A sound stage was set up for a concert and Madeleine McGrady’s film ‘We Fight’ was shown. Musicians performed at the concert on the Saturday night – these included Dawn Daylight, Jumping Fences, Mop and the Drop Outs, Phil Monsour band, DeeKay and a number of others. During the weekend there was corroboree and dancing.

Australia – our island home
The Australia of my forebears like Edward Curr arrived at a land that was managed by aboriginal people. Through introduced disease and genocidal policies by government aboriginal people were taken off their land and placed in reserves. The caretakers being removed meant that the land fell into disrepair. Where once riders on horseback could gallop freely through forest because the undergrowth had been removed by selective burning, now the forest became filled with lantana and thick bush, the grasslands were overworked by stocking too many sheep and cattle. Much of the work running properties for the squatters was done by aboriginal labour, largely unpaid. Terra Nullius was literally created by white fellas where a great estate had once existed. Then the miners came and took large chunks of land for huge mining operations to service the need for profit by newcomers.

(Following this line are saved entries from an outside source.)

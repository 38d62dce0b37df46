use anyhow::{anyhow, bail, Context, Result};
use libloading::Library;
use log::{debug, info, warn};
use once_cell::sync::OnceCell;
use serde::Serialize;
use std::ffi::CString;
use std::os::raw::{c_char, c_double, c_int};
use crate::drivers::{AcquisitionError, SignalBuffer, SignalWindow, StreamReceiver};
pub const BRAINFLOW_DEVICE_NAME: &str = "openbci";
const BOARD_ID_CYTON_DAISY: c_int = 2;
const PRESET_DEFAULT: c_int = 0;
const STREAM_RINGBUF_PACKETS: c_int = 450_000;
#[derive(Serialize)]
struct BrainFlowInputParams {
    serial_port: String,
    mac_address: String,
    ip_address: String,
    ip_address_aux: String,
    ip_address_anc: String,
    ip_port: i32,
    ip_port_aux: i32,
    ip_port_anc: i32,
    ip_protocol: i32,
    other_info: String,
    timeout: i32,
    serial_number: String,
    file: String,
    file_aux: String,
    file_anc: String,
    master_board: i32,
}
impl BrainFlowInputParams {
    fn for_serial(port: &str) -> Self {
        Self {
            serial_port: port.to_string(),
            mac_address: String::new(),
            ip_address: String::new(),
            ip_address_aux: String::new(),
            ip_address_anc: String::new(),
            ip_port: 0,
            ip_port_aux: 0,
            ip_port_anc: 0,
            ip_protocol: 0,
            other_info: String::new(),
            timeout: 0,
            serial_number: String::new(),
            file: String::new(),
            file_aux: String::new(),
            file_anc: String::new(),
            master_board: -100, // NO_BOARD
        }
    }
}
#[cfg(windows)]
const LIBRARY_NAME: &str = "BoardController.dll";
#[cfg(target_os = "macos")]
const LIBRARY_NAME: &str = "libBoardController.dylib";
#[cfg(all(unix, not(target_os = "macos")))]
const LIBRARY_NAME: &str = "libBoardController.so";
struct BrainFlowApi {
    #[allow(dead_code)]
    lib: Library,
    prepare_session: unsafe extern "C" fn(c_int, *const c_char) -> c_int,
    start_stream: unsafe extern "C" fn(c_int, *const c_char, c_int, *const c_char) -> c_int,
    stop_stream: unsafe extern "C" fn(c_int, *const c_char) -> c_int,
    release_session: unsafe extern "C" fn(c_int, *const c_char) -> c_int,
    get_sampling_rate: unsafe extern "C" fn(c_int, c_int, *mut c_int) -> c_int,
    get_num_rows: unsafe extern "C" fn(c_int, c_int, *mut c_int) -> c_int,
    get_eeg_channels: unsafe extern "C" fn(c_int, c_int, *mut c_int, *mut c_int) -> c_int,
    get_timestamp_channel: unsafe extern "C" fn(c_int, c_int, *mut c_int) -> c_int,
    get_board_data_count: unsafe extern "C" fn(c_int, *mut c_int, c_int, *const c_char) -> c_int,
    get_board_data:
        unsafe extern "C" fn(c_int, c_int, *mut c_double, c_int, *const c_char) -> c_int,
}
impl BrainFlowApi {
    fn load() -> Result<Self> {
        // BoardController must sit next to the executable or on the loader path.
        let lib = unsafe { Library::new(LIBRARY_NAME) }
            .with_context(|| format!("{LIBRARY_NAME} not found in working directory"))?;
        // Safety: signatures follow the BrainFlow C API of the official package.
        unsafe {
            Ok(Self {
                prepare_session: *lib.get(b"prepare_session\0")?,
                start_stream: *lib.get(b"start_stream\0")?,
                stop_stream: *lib.get(b"stop_stream\0")?,
                release_session: *lib.get(b"release_session\0")?,
                get_sampling_rate: *lib.get(b"get_sampling_rate\0")?,
                get_num_rows: *lib.get(b"get_num_rows\0")?,
                get_eeg_channels: *lib.get(b"get_eeg_channels\0")?,
                get_timestamp_channel: *lib.get(b"get_timestamp_channel\0")?,
                get_board_data_count: *lib.get(b"get_board_data_count\0")?,
                get_board_data: *lib.get(b"get_board_data\0")?,
                lib,
            })
        }
    }
    fn instance() -> Result<&'static BrainFlowApi> {
        static API: OnceCell<BrainFlowApi> = OnceCell::new();
        API.get_or_try_init(Self::load)
    }
    fn check(code: c_int, ctx: &str) -> Result<()> {
        if code == 0 {
            Ok(())
        } else {
            Err(anyhow!("{ctx} failed (BrainFlow code {code})"))
        }
    }
    fn prepare(&self, board_id: c_int, input: &CString) -> Result<()> {
        Self::check(
            unsafe { (self.prepare_session)(board_id, input.as_ptr()) },
            "prepare_session",
        )
    }
    fn start_stream(&self, board_id: c_int, input: &CString) -> Result<()> {
        Self::check(
            unsafe {
                (self.start_stream)(
                    STREAM_RINGBUF_PACKETS,
                    std::ptr::null(),
                    board_id,
                    input.as_ptr(),
                )
            },
            "start_stream",
        )
    }
    fn stop_stream(&self, board_id: c_int, input: &CString) -> Result<()> {
        Self::check(
            unsafe { (self.stop_stream)(board_id, input.as_ptr()) },
            "stop_stream",
        )
    }
    fn release(&self, board_id: c_int, input: &CString) -> Result<()> {
        Self::check(
            unsafe { (self.release_session)(board_id, input.as_ptr()) },
            "release_session",
        )
    }
    fn sampling_rate(&self, board_id: c_int) -> Result<c_int> {
        let mut rate: c_int = 0;
        Self::check(
            unsafe { (self.get_sampling_rate)(board_id, PRESET_DEFAULT, &mut rate as *mut c_int) },
            "get_sampling_rate",
        )?;
        Ok(rate)
    }
    fn num_rows(&self, board_id: c_int) -> Result<c_int> {
        let mut rows: c_int = 0;
        Self::check(
            unsafe { (self.get_num_rows)(board_id, PRESET_DEFAULT, &mut rows as *mut c_int) },
            "get_num_rows",
        )?;
        Ok(rows)
    }
    fn timestamp_row(&self, board_id: c_int) -> Result<c_int> {
        let mut row: c_int = 0;
        Self::check(
            unsafe {
                (self.get_timestamp_channel)(board_id, PRESET_DEFAULT, &mut row as *mut c_int)
            },
            "get_timestamp_channel",
        )?;
        Ok(row)
    }
    fn eeg_channels(&self, board_id: c_int, max_channels: usize) -> Result<Vec<c_int>> {
        let mut out_len: c_int = 0;
        let mut buf = vec![0 as c_int; max_channels.max(32)];
        Self::check(
            unsafe {
                (self.get_eeg_channels)(
                    board_id,
                    PRESET_DEFAULT,
                    buf.as_mut_ptr(),
                    &mut out_len as *mut c_int,
                )
            },
            "get_eeg_channels",
        )?;
        buf.truncate(out_len as usize);
        Ok(buf)
    }
    fn data_count(&self, board_id: c_int, input: &CString) -> Result<usize> {
        let mut count: c_int = 0;
        Self::check(
            unsafe {
                (self.get_board_data_count)(
                    PRESET_DEFAULT,
                    &mut count as *mut c_int,
                    board_id,
                    input.as_ptr(),
                )
            },
            "get_board_data_count",
        )?;
        Ok(count.max(0) as usize)
    }
    /// Drains `num_samples` columns from the board ring buffer into `buffer`
    /// (row-major, `num_rows x num_samples`).
    fn drain(
        &self,
        board_id: c_int,
        input: &CString,
        num_samples: usize,
        buffer: &mut [f64],
    ) -> Result<()> {
        Self::check(
            unsafe {
                (self.get_board_data)(
                    num_samples as c_int,
                    PRESET_DEFAULT,
                    buffer.as_mut_ptr(),
                    board_id,
                    input.as_ptr(),
                )
            },
            "get_board_data",
        )
    }
}
// 板卡数据行布局 (get_board_data 的行号)
#[derive(Debug, PartialEq)]
struct BoardRows {
    num_rows: usize,
    timestamp_row: usize,
    eeg_channels: Vec<usize>,
}
impl BoardRows {
    /// Checks the row indices reported by the board against its row count.
    /// EEG rows outside the table are dropped; a bad timestamp row is fatal.
    fn new(num_rows: c_int, timestamp_row: c_int, eeg_channels: Vec<c_int>) -> Result<Self> {
        let num_rows = usize::try_from(num_rows)
            .map_err(|_| anyhow!("BrainFlow reported {num_rows} data rows"))?;
        let timestamp_row = usize::try_from(timestamp_row)
            .ok()
            .filter(|&row| row < num_rows)
            .ok_or_else(|| {
                anyhow!("BrainFlow timestamp row {timestamp_row} outside {num_rows} data rows")
            })?;
        let eeg_channels: Vec<usize> = eeg_channels
            .into_iter()
            .filter_map(|ch| usize::try_from(ch).ok())
            .filter(|&ch| ch < num_rows && ch != timestamp_row)
            .collect();
        if eeg_channels.is_empty() {
            bail!("BrainFlow board reports no EEG rows");
        }
        Ok(Self {
            num_rows,
            timestamp_row,
            eeg_channels,
        })
    }
}
/// BrainFlow-backed receiver for OpenBCI Cyton + Daisy via USB dongle.
///
/// `acquire` drains whatever the board has buffered since the previous call
/// and never waits for more.
pub struct BrainFlowSource {
    port_name: String,
    api: &'static BrainFlowApi,
    input_json: CString,
    eeg_channels: Vec<usize>,
    timestamp_row: usize,
    num_rows: usize,
    buffer: SignalBuffer,
    window_samples: usize,
    is_streaming: bool,
    released: bool,
}
impl BrainFlowSource {
    /// Prepares a BrainFlow session for Cyton+Daisy (board id 2) and starts streaming.
    pub fn connect(port_name: &str, window_sec: f64, buffer_sec: f64) -> Result<Self> {
        let api = BrainFlowApi::instance()?;
        let params = BrainFlowInputParams::for_serial(port_name);
        let json = serde_json::to_string(&params)?;
        let input_json =
            CString::new(json).context("failed to encode BrainFlow input params to C string")?;
        api.prepare(BOARD_ID_CYTON_DAISY, &input_json)?;
        let described = api.sampling_rate(BOARD_ID_CYTON_DAISY).and_then(|rate| {
            let num_rows = api.num_rows(BOARD_ID_CYTON_DAISY)?;
            let rows = BoardRows::new(
                num_rows,
                api.timestamp_row(BOARD_ID_CYTON_DAISY)?,
                api.eeg_channels(BOARD_ID_CYTON_DAISY, num_rows.max(0) as usize)?,
            )?;
            Ok((rate as f64, rows))
        });
        let (sample_rate_hz, rows) = match described {
            Ok(described) => described,
            Err(e) => {
                if let Err(release) = api.release(BOARD_ID_CYTON_DAISY, &input_json) {
                    warn!("failed to release BrainFlow session: {release:#}");
                }
                return Err(e);
            }
        };
        let BoardRows {
            num_rows,
            timestamp_row,
            eeg_channels,
        } = rows;
        let labels = (1..=eeg_channels.len()).map(|i| format!("EEG{i}")).collect();
        let buffer = SignalBuffer::with_history_seconds(
            labels,
            sample_rate_hz,
            buffer_sec.max(window_sec),
        )?;
        let mut source = Self {
            port_name: port_name.to_string(),
            api,
            input_json,
            eeg_channels,
            timestamp_row,
            num_rows,
            buffer,
            window_samples: (window_sec * sample_rate_hz).ceil() as usize,
            is_streaming: false,
            released: false,
        };
        source.start_stream()?;
        info!(
            "BrainFlow session on {} ready: {} Hz, {} EEG channels",
            source.port_name,
            sample_rate_hz,
            source.eeg_channels.len()
        );
        Ok(source)
    }
    pub fn port_name(&self) -> &str {
        &self.port_name
    }
    fn start_stream(&mut self) -> Result<()> {
        if !self.is_streaming {
            self.api
                .start_stream(BOARD_ID_CYTON_DAISY, &self.input_json)?;
            self.is_streaming = true;
        }
        Ok(())
    }
    pub fn stop_stream(&mut self) -> Result<()> {
        if !self.released {
            if self.is_streaming {
                self.api
                    .stop_stream(BOARD_ID_CYTON_DAISY, &self.input_json)?;
                self.is_streaming = false;
            }
            self.api.release(BOARD_ID_CYTON_DAISY, &self.input_json)?;
            self.released = true;
        }
        Ok(())
    }
    fn pull(&mut self) -> Result<()> {
        let available = self.api.data_count(BOARD_ID_CYTON_DAISY, &self.input_json)?;
        if available == 0 {
            return Ok(());
        }
        let mut raw = vec![0.0f64; self.num_rows * available];
        self.api
            .drain(BOARD_ID_CYTON_DAISY, &self.input_json, available, &mut raw)?;
        let row = |r: usize| raw[r * available..(r + 1) * available].to_vec();
        let columns: Vec<Vec<f64>> = self.eeg_channels.iter().map(|&ch| row(ch)).collect();
        let timestamps = row(self.timestamp_row);
        debug!("drained {available} samples from {}", self.port_name);
        self.buffer.push_columns(&columns, &timestamps);
        Ok(())
    }
}
impl StreamReceiver for BrainFlowSource {
    fn acquire(&mut self) -> Result<(), AcquisitionError> {
        Ok(self.pull()?)
    }
    fn get_window(&self) -> Result<SignalWindow, AcquisitionError> {
        Ok(self.buffer.window(self.window_samples))
    }
    fn sample_rate(&self) -> f64 {
        self.buffer.sample_rate_hz()
    }
    fn trigger_channel(&self) -> Option<usize> {
        None
    }
    fn channel_labels(&self) -> &[String] {
        self.buffer.channel_labels()
    }
}
impl Drop for BrainFlowSource {
    fn drop(&mut self) {
        if let Err(e) = self.stop_stream() {
            warn!("failed to release BrainFlow session: {e:#}");
        }
    }
}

But white Australia, closeted in cities barely noticed the havoc that had been wreaked.

The challenge now is to re-build, can non-indigenous people learn from the older Australian who managed the land for thousands of years how to care for the land, restore it, and leave it to future generations in a better state. And in so doing learning to become Australian as the indigenous people had learnt in the time before 1788.

We have survived by No fixed address

Special thanks to all the brothers and sisters, of all colours, who made this weekend commemoration possible and sadness in our hearts for Coco who lost his nephew.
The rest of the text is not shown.